GOOD TIMES, BAD TIMES, AND THIS THING CALLED LIFE

GOOD TIMES, BAD TIMES, AND THIS THING CALLED LIFE

What a difference a day makes! My Sunday morning started with a faint breeze, a promise of a seventy degree day, and my dearest friend suggesting that a bit of a desert adventure might be just the tonic needed to sped up her recovery.
Monday morning started with what was to be a slow and relatively quiet day at the office that quickly devolved into a family emergency, paramedics, and a tsunami of problems. One thirty-six hour period, incredible.

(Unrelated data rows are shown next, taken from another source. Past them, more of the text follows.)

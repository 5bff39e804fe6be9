//! Storage layer for the budget planner
//!
//! One JSON document (`data/budget.json`) with atomic writes and lenient
//! loading, plus the audit log that records every change to it.

pub mod budget;
pub mod file_io;
pub mod init;

pub use budget::{BudgetRepository, LoadOutcome};
pub use file_io::{read_json_value, write_json_atomic};
pub use init::initialize_storage;

use serde::Serialize;

use crate::audit::{AuditEntry, AuditLogger, EntityType};
use crate::config::paths::PlannerPaths;
use crate::error::PlannerResult;

/// Storage coordinator: the budget repository and the audit log
pub struct Storage {
    paths: PlannerPaths,
    pub budget: BudgetRepository,
    audit: AuditLogger,
}

impl Storage {
    /// Create a new Storage instance, creating directories as needed
    pub fn new(paths: PlannerPaths) -> PlannerResult<Self> {
        paths.ensure_directories()?;

        Ok(Self {
            budget: BudgetRepository::new(paths.budget_file()),
            audit: AuditLogger::new(paths.audit_log()),
            paths,
        })
    }

    pub fn paths(&self) -> &PlannerPaths {
        &self.paths
    }

    /// Load the budget document
    pub fn load(&self, seed_examples: bool) -> PlannerResult<LoadOutcome> {
        self.budget.load(seed_examples)
    }

    pub fn is_initialized(&self) -> bool {
        self.paths.is_initialized()
    }

    pub fn audit(&self) -> &AuditLogger {
        &self.audit
    }

    pub fn log_create<T: Serialize>(
        &self,
        entity_type: EntityType,
        entity_id: impl Into<String>,
        entity_name: Option<String>,
        entity: &T,
    ) -> PlannerResult<()> {
        self.audit
            .log(&AuditEntry::create(entity_type, entity_id, entity_name, entity))
    }

    pub fn log_update<T: Serialize>(
        &self,
        entity_type: EntityType,
        entity_id: impl Into<String>,
        entity_name: Option<String>,
        before: &T,
        after: &T,
    ) -> PlannerResult<()> {
        self.audit.log(&AuditEntry::update(
            entity_type,
            entity_id,
            entity_name,
            before,
            after,
        ))
    }

    pub fn log_delete<T: Serialize>(
        &self,
        entity_type: EntityType,
        entity_id: impl Into<String>,
        entity_name: Option<String>,
        entity: &T,
    ) -> PlannerResult<()> {
        self.audit
            .log(&AuditEntry::delete(entity_type, entity_id, entity_name, entity))
    }

    /// Log a prepared entry (used when the summary is written by hand)
    pub fn log_entry(&self, entry: &AuditEntry) -> PlannerResult<()> {
        self.audit.log(entry)
    }
}
//! Service layer for the budget planner
//!
//! Business logic on top of the storage layer: validation, persistence after
//! every change and audit logging.

pub mod budget;
pub mod item;
pub mod transfer;

pub use budget::{BudgetService, MonthReport};
pub use item::{ItemChanges, ItemFilter, ItemService, NewItem};
pub use transfer::{ImportSummary, TransferService};
//! Month dashboard: income, totals per type, leftover and what's coming up

use chrono::NaiveDate;

use super::format::{double_separator, separator};
use crate::models::{ItemType, MoneyFormat};
use crate::services::MonthReport;

const WIDTH: usize = 44;
const LABEL_WIDTH: usize = 26;

/// Format the dashboard for one month
pub fn format_dashboard(
    report: &MonthReport,
    today: NaiveDate,
    upcoming_count: usize,
    money: &MoneyFormat,
) -> String {
    let summary = &report.summary;
    let balance = &report.balance;
    let mut output = String::new();

    output.push_str(&format!("Budget {}\n", summary.month.long_name()));
    output.push_str(&double_separator(WIDTH));
    output.push('\n');

    push_row(&mut output, "Income", &money.format(balance.income));
    for item_type in ItemType::ALL {
        push_row(
            &mut output,
            &format!("  {}", item_type.label()),
            &money.format(summary.total(item_type)),
        );
    }

    output.push_str(&separator(WIDTH));
    output.push('\n');
    push_row(&mut output, "Expenses", &money.format(balance.expenses));
    push_row(&mut output, "Left over", &money.format(balance.leftover));

    if !balance.is_non_negative() {
        output.push_str("  Expenses exceed income this month.\n");
    }

    output.push('\n');
    output.push_str("Upcoming\n");

    let upcoming = summary.upcoming(today, upcoming_count);
    if upcoming.is_empty() {
        output.push_str("  Nothing upcoming this month.\n");
    } else {
        let name_width = super::format::column_width(upcoming.iter().map(|e| e.name.as_str()), 4);
        for event in upcoming {
            output.push_str(&format!(
                "  {}  {:<name_width$}  {:>14}\n",
                event.date.format("%d-%m"),
                event.name,
                money.format(event.amount),
                name_width = name_width
            ));
        }
    }

    output
}

fn push_row(output: &mut String, label: &str, value: &str) {
    output.push_str(&format!(
        "{:<label$}{:>value$}\n",
        label,
        value,
        label = LABEL_WIDTH,
        value = WIDTH - LABEL_WIDTH
    ));
}

#[cfg(test)]
mod tests {
    use super::*;
    use crate::models::{BudgetItem, Frequency, Money, YearMonth};
    use crate::schedule::MonthSummary;

    fn date(y: i32, m: u32, d: u32) -> NaiveDate {
        NaiveDate::from_ymd_opt(y, m, d).unwrap()
    }

    fn report(income: i64) -> MonthReport {
        let items = vec![
            BudgetItem::new(
                "Huur",
                ItemType::Fixed,
                Money::from_major(900),
                Frequency::Monthly,
                date(2024, 1, 1),
            ),
            BudgetItem::new(
                "Boodschappen",
                ItemType::Optional,
                Money::from_major(75),
                Frequency::Weekly,
                date(2024, 1, 1),
            ),
        ];
        let summary = MonthSummary::aggregate(&items, YearMonth::new(2024, 2).unwrap());
        let balance = summary.balance(Money::from_major(income));
        MonthReport {
            income: Money::from_major(income),
            summary,
            balance,
        }
    }

    #[test]
    fn test_dashboard_totals() {
        let text = format_dashboard(&report(2000), date(2024, 2, 10), 5, &MoneyFormat::default());

        assert!(text.starts_with("Budget februari 2024\n"));
        assert!(text.contains("€ 2.000,00"));
        assert!(text.contains("Vaste lasten"));
        assert!(text.contains("€ 1.200,00"));
        assert!(text.contains("€ 800,00"));
        assert!(!text.contains("exceed"));
    }

    #[test]
    fn test_dashboard_flags_overspending() {
        let text = format_dashboard(&report(1000), date(2024, 2, 10), 5, &MoneyFormat::default());
        assert!(text.contains("€ -200,00"));
        assert!(text.contains("Expenses exceed income"));
    }

    #[test]
    fn test_upcoming_respects_today_and_limit() {
        let text = format_dashboard(&report(2000), date(2024, 2, 10), 2, &MoneyFormat::default());
        assert!(text.contains("12-02  Boodschappen"));
        assert!(text.contains("19-02  Boodschappen"));
        assert!(!text.contains("26-02"));
        assert!(!text.contains("01-02"));

        let later = format_dashboard(&report(2000), date(2024, 3, 1), 5, &MoneyFormat::default());
        assert!(later.contains("Nothing upcoming"));
    }
}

The only thing I enjoy more than walks and adventures with my dearest friend are walks and adventures in the desert with my dearest friend. More than thirty years ago when I was to broke to pay attention, long walks were often the only date that fit my budget. As a result such outings are always tinged with pleasant memories.
For this little Sunday outing we selected the old town site of Stockton Hill a few miles north of Kingman. The town itself that dates to the 1860s is long gone, and the territorial era road that climbed over the Cerbat Mountains to connect with the mining camps of Cerbat, Mineral Park, and Chloride, is now a 4×4 only private road that leads to an encampment of very unfriendly, heavily armed folks who seem to be quite suspicious of everyone.
The sparse remnants of the original town are intermingled with traces of the more modern mining endeavors that followed in 1910, the 1920s, 1950s, and even the 1970s. It was here where I first earned my pay in underground mines.
On that insane project that proved to be a boondoggle worthy of the western frontier era, I worked on a twelve man crew that was enlarging a very old drift and stope. I tried my hand running a jack leg but soon learned that was a task better left to bigger men than me.
So, while the paychecks lasted I worked as a mucker, and later as a powder monkey. To say the very least, it was quite a learning experience.
Urban sprawl is fast spreading tentacles into the area. That definitely puts a damper on the sense of escaping into the wilderness as accessing the site means traversing a neighborhood of grotesquely oversized homes that mimic Spanish colonial estates. 
As we twisted our way deeper into the mountains over an increasingly rocky road, we encountered a modern Hooverville of sorts. Obviously long term parked motor homes among the trees, and all the signs that the folks camping planned on staying, coupled with the sound of generators echoing in the canyon, made it clear that our thirty plus year history of walking the old streets of Stockton Hill were drawing to a close. 
As we had the Jeep we left the crowds behind by crossing a washed out road, traversing a sand wash, and then adding more Arizona pin stripes to the Jeep by crawling through the brush. On the return trip, as we hit good roads and picked up speed, there was a distinctive slapping sound to the right front tire. 
Well, it turns out that somewhere in our travels I had picked up a long piece of weather stripping studded with roofing nails that was now wrapped around the tire. Tire loss is often the price paid for an adventure but this was a bit symbolic as the damage was not caused from sharp rocks or cacti, but from the flotsam of urban sprawl.
After spending an hour or so at Walmart, the Jeep was right as rain and ready for another adventure. The rest of the days was rather anticlimactic with the highlight for me being time in my comfortable chair, basking in the sun that streamed through the window, and reading Inside The Third Reich by Albert Speer.
Monday proved to be the mirror image. Chaos, a family emergency, hours at the hospital amidst the tragedies that haunt the emergency room, and a seemingly endless stream of the rudest and most insensitive customers at the office that I have ever encountered.
This thing called life is not for the faint of heart, nor is it ever boring. Now, with a deep sigh and a solid breakfast under the belt, it is time to begin another day.